== DATASET RECORDS ==
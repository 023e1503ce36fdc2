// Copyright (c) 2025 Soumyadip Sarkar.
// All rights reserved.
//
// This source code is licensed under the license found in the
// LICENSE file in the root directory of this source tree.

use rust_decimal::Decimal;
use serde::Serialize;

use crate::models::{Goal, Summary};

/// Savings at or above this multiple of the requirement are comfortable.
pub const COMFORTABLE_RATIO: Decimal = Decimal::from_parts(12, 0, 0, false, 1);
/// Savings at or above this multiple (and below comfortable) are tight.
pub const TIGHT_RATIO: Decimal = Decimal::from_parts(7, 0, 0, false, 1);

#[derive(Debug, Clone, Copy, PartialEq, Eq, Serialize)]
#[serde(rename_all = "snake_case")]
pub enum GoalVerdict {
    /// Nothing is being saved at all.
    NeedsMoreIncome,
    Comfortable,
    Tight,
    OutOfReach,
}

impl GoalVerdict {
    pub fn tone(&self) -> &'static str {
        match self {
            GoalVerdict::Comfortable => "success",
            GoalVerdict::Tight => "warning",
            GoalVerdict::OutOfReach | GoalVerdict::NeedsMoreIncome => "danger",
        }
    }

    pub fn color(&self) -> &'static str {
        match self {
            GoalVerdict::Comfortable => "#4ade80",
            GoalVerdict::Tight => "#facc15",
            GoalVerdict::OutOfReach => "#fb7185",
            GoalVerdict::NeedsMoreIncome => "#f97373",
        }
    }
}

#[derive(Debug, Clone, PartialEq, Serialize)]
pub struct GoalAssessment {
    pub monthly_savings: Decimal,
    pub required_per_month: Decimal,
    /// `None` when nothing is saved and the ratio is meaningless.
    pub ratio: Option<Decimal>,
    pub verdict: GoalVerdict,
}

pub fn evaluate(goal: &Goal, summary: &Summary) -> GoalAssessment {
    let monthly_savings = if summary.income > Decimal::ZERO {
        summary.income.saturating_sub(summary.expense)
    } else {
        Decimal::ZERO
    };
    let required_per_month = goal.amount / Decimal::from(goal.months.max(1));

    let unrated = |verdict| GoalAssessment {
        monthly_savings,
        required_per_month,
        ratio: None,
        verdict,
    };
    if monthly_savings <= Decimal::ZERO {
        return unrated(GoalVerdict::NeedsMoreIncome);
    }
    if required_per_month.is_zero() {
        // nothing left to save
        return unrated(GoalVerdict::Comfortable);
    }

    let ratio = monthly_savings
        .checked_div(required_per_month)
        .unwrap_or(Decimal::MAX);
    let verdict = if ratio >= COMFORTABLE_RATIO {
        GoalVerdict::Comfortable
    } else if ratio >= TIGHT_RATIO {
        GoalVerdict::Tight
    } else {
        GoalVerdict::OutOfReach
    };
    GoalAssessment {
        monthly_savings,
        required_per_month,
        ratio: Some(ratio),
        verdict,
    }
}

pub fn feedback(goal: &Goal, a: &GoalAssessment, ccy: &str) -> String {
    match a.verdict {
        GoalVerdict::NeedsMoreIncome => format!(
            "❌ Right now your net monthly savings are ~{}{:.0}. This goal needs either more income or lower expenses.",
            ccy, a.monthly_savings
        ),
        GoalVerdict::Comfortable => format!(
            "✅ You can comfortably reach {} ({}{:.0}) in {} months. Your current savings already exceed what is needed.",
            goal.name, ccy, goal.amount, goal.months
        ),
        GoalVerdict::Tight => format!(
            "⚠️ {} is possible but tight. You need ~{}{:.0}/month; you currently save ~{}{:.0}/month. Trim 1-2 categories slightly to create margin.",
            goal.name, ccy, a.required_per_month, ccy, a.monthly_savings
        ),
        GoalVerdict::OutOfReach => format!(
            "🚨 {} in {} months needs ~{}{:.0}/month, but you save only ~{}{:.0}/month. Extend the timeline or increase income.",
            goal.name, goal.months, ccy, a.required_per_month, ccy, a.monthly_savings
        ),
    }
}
===
• TASK BRIEF: Up to and including the line with "use serde::Serialize;", write out the records above exactly, starting from their first line.

• RESULT FOR THIS TASK:
repository 023e1503ce36fdc2
// Copyright (c) 2025 Soumyadip Sarkar.
// All rights reserved.
//
// This source code is licensed under the license found in the
// LICENSE file in the root directory of this source tree.

use rust_decimal::Decimal;
use serde::Serialize;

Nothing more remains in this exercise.